We define quality implementation as a process through which the promise of evidence-based practices is realized in real-world settings. The process involves a critical mass of people applying the practice, assessing impact relative to the intended outcome, and then learning about what did or didn’t work and why. The school or organization can then make necessary modifications to the practices (Donohoo & Katz, 2020).
In this article, the evidence-based practices that we are concerned with relate to school leadership, not least of which involves the work that school leaders do to improve the instructional program in schools while simultaneously managing a whirlwind of operational demands (see Katz et al., 2018).
Collaboration is an essential ingredient of quality implementation, as it is for most high-quality professional learning.

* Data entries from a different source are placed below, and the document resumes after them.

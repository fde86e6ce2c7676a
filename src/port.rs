//! Serial device access.
//!
//! [`PortBackend`] enumerates and opens devices, [`ScaleLink`] is an open
//! device. [`SystemPorts`] backs both with the `serialport` crate; tests
//! substitute scripted implementations.

use crate::constants::IO_TIMEOUT_MS;
use crate::error::{Result, ScaleError};
use crate::types::{ByteSize, Parity, PortSettings, StopBits};
use log::debug;
use serialport::SerialPort;
use std::io::{Read, Write};
use std::time::Duration;

/// An open connection to the scale. Dropping it closes the device.
pub trait ScaleLink {
    /// Discard anything already received
    fn clear_input(&mut self) -> Result<()>;

    /// Write raw bytes to the scale
    fn write_all(&mut self, bytes: &[u8]) -> Result<()>;

    /// Number of received bytes waiting to be read
    fn bytes_to_read(&mut self) -> Result<u32>;

    /// Read a single received byte
    fn read_byte(&mut self) -> Result<u8>;
}

/// Host-level serial device access
pub trait PortBackend: Send {
    /// Identifiers of every serial device currently attached
    fn available_ports(&self) -> Result<Vec<String>>;

    /// Open `settings.port` configured with the rest of `settings`
    fn open(&self, settings: &PortSettings) -> Result<Box<dyn ScaleLink>>;
}

/// Serial devices of the running host
#[derive(Debug, Clone, Copy, Default)]
pub struct SystemPorts;

impl PortBackend for SystemPorts {
    fn available_ports(&self) -> Result<Vec<String>> {
        Ok(serialport::available_ports()?
            .into_iter()
            .map(|info| info.port_name)
            .collect())
    }

    fn open(&self, settings: &PortSettings) -> Result<Box<dyn ScaleLink>> {
        debug!("Opening {} with {:?}", settings.port, settings);
        let port = serialport::new(&settings.port, settings.baud_rate)
            .parity(serial_parity(settings.parity)?)
            .stop_bits(serial_stop_bits(settings.stop_bits)?)
            .data_bits(serial_data_bits(settings.byte_size))
            .timeout(Duration::from_millis(IO_TIMEOUT_MS))
            .open()?;
        Ok(Box::new(SerialLink { port }))
    }
}

/// [`ScaleLink`] over an open `serialport` handle
pub struct SerialLink {
    port: Box<dyn SerialPort>,
}

impl ScaleLink for SerialLink {
    fn clear_input(&mut self) -> Result<()> {
        self.port.clear(serialport::ClearBuffer::Input)?;
        Ok(())
    }

    fn write_all(&mut self, bytes: &[u8]) -> Result<()> {
        self.port.write_all(bytes)?;
        self.port.flush()?;
        Ok(())
    }

    fn bytes_to_read(&mut self) -> Result<u32> {
        Ok(self.port.bytes_to_read()?)
    }

    fn read_byte(&mut self) -> Result<u8> {
        let mut byte = [0u8; 1];
        self.port.read_exact(&mut byte)?;
        Ok(byte[0])
    }
}

fn serial_parity(parity: Parity) -> Result<serialport::Parity> {
    match parity {
        Parity::None => Ok(serialport::Parity::None),
        Parity::Odd => Ok(serialport::Parity::Odd),
        Parity::Even => Ok(serialport::Parity::Even),
        Parity::Mark | Parity::Space => {
            Err(ScaleError::Unsupported(format!("{} parity", parity)))
        }
    }
}

fn serial_stop_bits(stop_bits: StopBits) -> Result<serialport::StopBits> {
    match stop_bits {
        StopBits::One => Ok(serialport::StopBits::One),
        StopBits::Two => Ok(serialport::StopBits::Two),
        StopBits::OnePointFive => Err(ScaleError::Unsupported(format!(
            "{} stop bits",
            stop_bits
        ))),
    }
}

fn serial_data_bits(byte_size: ByteSize) -> serialport::DataBits {
    match byte_size {
        ByteSize::Five => serialport::DataBits::Five,
        ByteSize::Six => serialport::DataBits::Six,
        ByteSize::Seven => serialport::DataBits::Seven,
        ByteSize::Eight => serialport::DataBits::Eight,
    }
}

#[cfg(test)]
mod tests {
    use super::*;

    #[test]
    fn nci_defaults_map_onto_driver_settings() {
        let settings = PortSettings::default();
        assert_eq!(
            serial_parity(settings.parity).unwrap(),
            serialport::Parity::Even
        );
        assert_eq!(
            serial_stop_bits(settings.stop_bits).unwrap(),
            serialport::StopBits::One
        );
        assert_eq!(
            serial_data_bits(settings.byte_size),
            serialport::DataBits::Seven
        );
    }

    #[test]
    fn mark_parity_is_reported_as_unsupported() {
        let err = serial_parity(Parity::Mark).unwrap_err();
        assert!(err.is_transport());
        assert_eq!(
            err.to_string(),
            "mark parity is not supported by this serial driver"
        );
    }

    #[test]
    fn one_and_a_half_stop_bits_are_reported_as_unsupported() {
        let err = serial_stop_bits(StopBits::OnePointFive).unwrap_err();
        assert_eq!(
            err.to_string(),
            "1.5 stop bits is not supported by this serial driver"
        );
    }
}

But while collaboration sounds easy, it is anything but. It’s not difficult to put a group of people together, but how do you ensure that being together adds value? And how do you avoid getting mired in conflicts and contradictions?
''Collaboration is an essential ingredient of quality implementation, as it is for most high-quality professional learning.'' #TheLearningPro Share on XThese are the questions we have faced in our recent work with school leaders. No matter the situations they are facing, we find that an intentional mindset and defined collaboration protocols are key to addressing them.

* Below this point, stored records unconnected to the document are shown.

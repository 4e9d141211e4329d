//! Facility model.
//!
//! A facility is a work station tasks are scheduled onto. Its manpower
//! divides a task's work-days into the number of day-cells the task
//! occupies on the board.

use serde::{Deserialize, Serialize};

/// A work station with finite manpower capacity.
#[derive(Debug, Clone, PartialEq, Eq, Serialize, Deserialize)]
#[serde(rename_all = "camelCase")]
pub struct Facility {
    /// Unique facility identifier.
    pub id: String,
    /// Owning workspace.
    pub workspace_id: String,
    /// Sort rank within the workspace (see [`reindex_facilities`]).
    pub index: usize,
    /// Human-readable name.
    pub title: String,
    /// Display colour, the primary sort key of the facility list.
    pub color: String,
    /// Number of workers. Zero blocks placement.
    pub manpower: u32,
    /// Tasks currently placed on this facility.
    pub task_ids: Vec<String>,
}

impl Facility {
    /// Creates a facility with one worker.
    pub fn new(id: impl Into<String>, workspace_id: impl Into<String>) -> Self {
        Self {
            id: id.into(),
            workspace_id: workspace_id.into(),
            index: 0,
            title: String::new(),
            color: String::new(),
            manpower: 1,
            task_ids: Vec::new(),
        }
    }

    /// Sets the title.
    pub fn with_title(mut self, title: impl Into<String>) -> Self {
        self.title = title.into();
        self
    }

    /// Sets the display colour.
    pub fn with_color(mut self, color: impl Into<String>) -> Self {
        self.color = color.into();
        self
    }

    /// Sets the manpower.
    pub fn with_manpower(mut self, manpower: u32) -> Self {
        self.manpower = manpower;
        self
    }

    /// Whether the task is listed on this facility.
    pub fn has_task(&self, task_id: &str) -> bool {
        self.task_ids.iter().any(|t| t == task_id)
    }

    /// Appends a task id if not yet listed. Returns `true` if added.
    pub fn attach_task(&mut self, task_id: &str) -> bool {
        if self.has_task(task_id) {
            return false;
        }
        self.task_ids.push(task_id.to_string());
        true
    }

    /// Removes a task id. Returns `true` if it was listed.
    pub fn detach_task(&mut self, task_id: &str) -> bool {
        let before = self.task_ids.len();
        self.task_ids.retain(|t| t != task_id);
        self.task_ids.len() != before
    }
}

/// Sorts facilities by colour then title and rewrites `index` as 0..n.
pub fn reindex_facilities(facilities: &mut [Facility]) {
    facilities.sort_by(|a, b| a.color.cmp(&b.color).then_with(|| a.title.cmp(&b.title)));
    for (i, f) in facilities.iter_mut().enumerate() {
        f.index = i;
    }
}

#[cfg(test)]
mod tests {
    use super::*;

    #[test]
    fn test_facility_builder() {
        let f = Facility::new("F1", "W1")
            .with_title("Spawalnia")
            .with_color("#ff0000")
            .with_manpower(3);

        assert_eq!(f.id, "F1");
        assert_eq!(f.workspace_id, "W1");
        assert_eq!(f.title, "Spawalnia");
        assert_eq!(f.manpower, 3);
        assert!(f.task_ids.is_empty());
    }

    #[test]
    fn test_attach_detach() {
        let mut f = Facility::new("F1", "W1");
        assert!(f.attach_task("T1"));
        assert!(!f.attach_task("T1")); // no duplicates
        assert!(f.has_task("T1"));
        assert!(f.detach_task("T1"));
        assert!(!f.detach_task("T1"));
        assert!(f.task_ids.is_empty());
    }

    #[test]
    fn test_reindex_by_color_then_title() {
        let mut list = vec![
            Facility::new("a", "W").with_color("blue").with_title("Zeta"),
            Facility::new("b", "W").with_color("amber").with_title("Mill"),
            Facility::new("c", "W").with_color("blue").with_title("Alpha"),
        ];
        reindex_facilities(&mut list);

        let ids: Vec<&str> = list.iter().map(|f| f.id.as_str()).collect();
        assert_eq!(ids, vec!["b", "c", "a"]);
        assert_eq!(list[2].index, 2);
    }
}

Collaboration and its pitfalls
When leaders are not intentional about group relationships and processes, there are several potential pitfalls to collaboration, including contrived collegiality (Hargreaves & Fullan, 2012), the potential for diffusion of responsibility, and challenges with ideas that get automatically shared before their quality can be assessed (Katz et al., 2009).
An additional potential pitfall to collaboration is what Sunstein and Hastie (2015) refer to as “happy talk” — those polite conversations that remain superficially focused on sharing stories of practice rather than probing more deeply into issues related to learning, teaching, and impact.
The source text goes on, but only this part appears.